- Born: December 21, 1939 (age 86) Nantō, Taichū Prefecture, Taiwan, Empire of Japan (modern-day Nantou City, Taiwan)
- Education: National Cheng Kung University (BS) Texas A&M University (MS, PhD)
- Known for: Mathematical work in nuclear explosion and in fluid dynamics, pleaded guilty to felony count of illegal retention of national defense information
- Spouse(s): Sylvia F. Wen (Chinese: 文飛洋; born December 8, 1943)
- Scientific career
- Fields: Nuclear physics
- Workplaces: Los Alamos National Laboratory Texas A&M University University of California
- Doctoral advisor: C. F. Kettleborough

= Wen Ho Lee =

Taiwanese-American scientist and convicted spy (born 1939)

Wen Ho Lee (李文和 (Lǐ Wénhé); born December 21, 1939) is a Taiwanese-American nuclear scientist and mechanical engineer who worked for the University of California at the Los Alamos National Laboratory in New Mexico. He created computerized simulations of nuclear explosions for the purposes of scientific inquiry, as well as for improving the safety and reliability of the U.S. nuclear arsenal.

A federal grand jury indicted him on charges of stealing secrets about the U.S. nuclear arsenal for the People's Republic of China (PRC) in December 1999. After federal investigators were unable to prove these initial accusations, the government conducted a separate investigation. Ultimately it charged Lee only with improper handling of restricted data, one of the original 59 indictment counts, a felony count. He pleaded guilty as part of a plea settlement.
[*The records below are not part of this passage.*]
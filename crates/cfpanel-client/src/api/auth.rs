//! Session and credential endpoints.

use crate::PanelClient;
use cfpanel_core::{ChangePasswordRequest, LoginRequest, Message, Reply, Result};

/// Login, logout and password endpoints
pub struct AuthApi<'a> {
    client: &'a PanelClient,
}

impl<'a> AuthApi<'a> {
    pub(crate) const fn new(client: &'a PanelClient) -> Self {
        Self { client }
    }

    /// Log in; on success the session cookie is kept by the client
    pub async fn login(&self, username: &str, password: &str) -> Result<Reply<Message>> {
        let body = LoginRequest {
            username: username.to_string(),
            password: password.to_string(),
        };
        self.client.post_reply("/login", &body).await
    }

    /// Log out. Returns whether the backend answered with a success status.
    pub async fn logout(&self) -> Result<bool> {
        self.client.post_empty("/logout").await
    }

    /// Change the logged-in user's password
    pub async fn change_password(&self, request: &ChangePasswordRequest) -> Result<Reply<Message>> {
        self.client.post_reply("/api/change_password", request).await
    }
}
//! API endpoint modules.

mod auth;
mod bindings;
mod system;
mod tunnels;
mod zones;

pub use auth::AuthApi;
pub use bindings::BindingApi;
pub use system::SystemApi;
pub use tunnels::TunnelApi;
pub use zones::ZoneApi;
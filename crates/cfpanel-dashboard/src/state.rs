//! View state owned by the dashboard.

use cfpanel_core::Binding;
use serde::Serialize;

use crate::actions::RowAction;
use crate::zones::{ZoneKey, ZoneTable};

/// Shown in the password output when a field is empty
pub const MSG_ENTER_PASSWORDS: &str = "please enter both passwords";
/// Notice for a zone load without a token
pub const MSG_ENTER_TOKEN: &str = "please enter an API token";
/// Notice for a registration without a selected zone
pub const MSG_SELECT_ZONE: &str = "please select a zone";

/// Placeholder while a password change is in flight
pub const PENDING_SAVE: &str = "saving...";
/// Placeholder while a tunnel or node is starting
pub const PENDING_START: &str = "starting...";
/// Placeholder while a registration is in flight
pub const PENDING_PROCESS: &str = "processing...";

/// Where the host should navigate after a successful logout
pub const LOGIN_PATH: &str = "/login";

/// Everything the dashboard renders.
#[derive(Debug, Clone, Default, Serialize)]
pub struct ViewState {
    /// `user: <name>` line shown in the header
    pub username_display: String,

    /// Whether the change-password dialog is visible
    pub password_dialog_open: bool,

    /// Form fields, as typed
    pub forms: Forms,

    /// Result areas under each form
    pub outputs: Outputs,

    /// Zone dropdown
    pub zones: ZoneTable,

    /// Saved bindings list
    pub list: ListView,

    /// Set once logout succeeds; the host should navigate here
    pub location: Option<String>,
}

impl ViewState {
    /// Fresh state for a session display name
    #[must_use]
    pub fn for_user(username: Option<&str>) -> Self {
        Self {
            username_display: format!("user: {}", username.unwrap_or("user")),
            ..Self::default()
        }
    }
}

/// Form fields. Nothing here is validated beyond presence checks.
#[derive(Debug, Clone, Serialize)]
pub struct Forms {
    /// Current password
    #[serde(skip_serializing)]
    pub old_password: String,

    /// Replacement password
    #[serde(skip_serializing)]
    pub new_password: String,

    /// Temporary tunnel port (empty means the default)
    pub temp_port: String,

    /// DNS provider token
    #[serde(skip_serializing)]
    pub token: String,

    /// Provider account identifier
    pub account_id: String,

    /// Selected zone, if any
    pub zone: Option<ZoneKey>,

    /// Subdomain label to register
    pub subdomain: String,

    /// Local port for the new binding
    pub local_port: String,

    /// Local service scheme
    pub service_type: String,

    /// Node launch form
    pub node: NodeForm,
}

impl Default for Forms {
    fn default() -> Self {
        Self {
            old_password: String::new(),
            new_password: String::new(),
            temp_port: String::new(),
            token: String::new(),
            account_id: String::new(),
            zone: None,
            subdomain: String::new(),
            local_port: String::new(),
            service_type: String::from("http"),
            node: NodeForm::default(),
        }
    }
}

/// Node launch form fields
#[derive(Debug, Clone, Serialize)]
pub struct NodeForm {
    /// Protocol label (`VMess` or `VLess`)
    pub node_type: String,

    /// Public domain for the share link
    pub domain: String,

    /// Local listen port
    pub port: String,

    /// WebSocket path
    pub path: String,
}

impl Default for NodeForm {
    fn default() -> Self {
        Self {
            node_type: String::from("VMess"),
            domain: String::new(),
            port: String::from("8080"),
            path: String::from("/ws"),
        }
    }
}

/// Result areas, holding either a placeholder or the raw reply
#[derive(Debug, Clone, Default, Serialize)]
pub struct Outputs {
    /// Change-password result
    pub password: String,

    /// Temporary tunnel result
    pub temp: String,

    /// Registration result
    pub register: String,

    /// Node start result
    pub node: String,
}

/// Names one of the [`Outputs`] areas
#[derive(Debug, Clone, Copy, PartialEq, Eq)]
pub enum OutputSlot {
    /// Change-password result
    Password,
    /// Temporary tunnel result
    Temp,
    /// Registration result
    Register,
    /// Node start result
    Node,
}

impl Outputs {
    /// Text currently shown in an area
    #[must_use]
    pub fn get(&self, slot: OutputSlot) -> &str {
        match slot {
            OutputSlot::Password => &self.password,
            OutputSlot::Temp => &self.temp,
            OutputSlot::Register => &self.register,
            OutputSlot::Node => &self.node,
        }
    }

    pub(crate) fn get_mut(&mut self, slot: OutputSlot) -> &mut String {
        match slot {
            OutputSlot::Password => &mut self.password,
            OutputSlot::Temp => &mut self.temp,
            OutputSlot::Register => &mut self.register,
            OutputSlot::Node => &mut self.node,
        }
    }
}

/// Saved bindings area
#[derive(Debug, Clone, Serialize)]
#[serde(tag = "state", content = "value", rename_all = "lowercase")]
pub enum ListView {
    /// A reload is in flight
    Loading,

    /// One row per saved binding
    Rows(Vec<BindingRow>),

    /// The backend refused or failed; its payload as text
    Raw(String),
}

impl Default for ListView {
    fn default() -> Self {
        Self::Rows(Vec::new())
    }
}

impl ListView {
    /// Rendered rows, empty unless the list loaded
    #[must_use]
    pub fn rows(&self) -> &[BindingRow] {
        match self {
            Self::Rows(rows) => rows,
            _ => &[],
        }
    }
}

/// A rendered binding with its run/delete controls
#[derive(Debug, Clone, PartialEq, Eq, Serialize)]
pub struct BindingRow {
    /// Domain carried by the row; run and delete act on it
    pub domain: String,

    /// Local port shown next to the domain
    pub local_port: String,
}

impl BindingRow {
    /// Controls embedded in every row
    pub const ACTIONS: [RowAction; 2] = [RowAction::Run, RowAction::Delete];

    /// `<domain> (port <port>)`
    #[must_use]
    pub fn label(&self) -> String {
        format!("{} (port {})", self.domain, self.local_port)
    }
}

impl From<Binding> for BindingRow {
    fn from(binding: Binding) -> Self {
        Self {
            domain: binding.domain,
            local_port: binding.local_port,
        }
    }
}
Lee filed a civil suit that was settled. In June 2006, he received $1.6 million from the federal government and five media organizations as part of a settlement for leaking his name to the press before any charges had been filed against him.

Federal judge James A. Parker eventually apologized to Lee for denying him bail and putting him in solitary confinement. He excoriated the government for misconduct and misrepresentations to the court.

== Early life ==
Wen Ho Lee was born on December 21, 1939, to a Hoklo family in Taiwan during Japanese rule. He graduated from Keelung High School in the northern part of the island in 1959, after which he attended National Cheng Kung University in Tainan, where he graduated with a Bachelor of Science in mechanical engineering in 1963.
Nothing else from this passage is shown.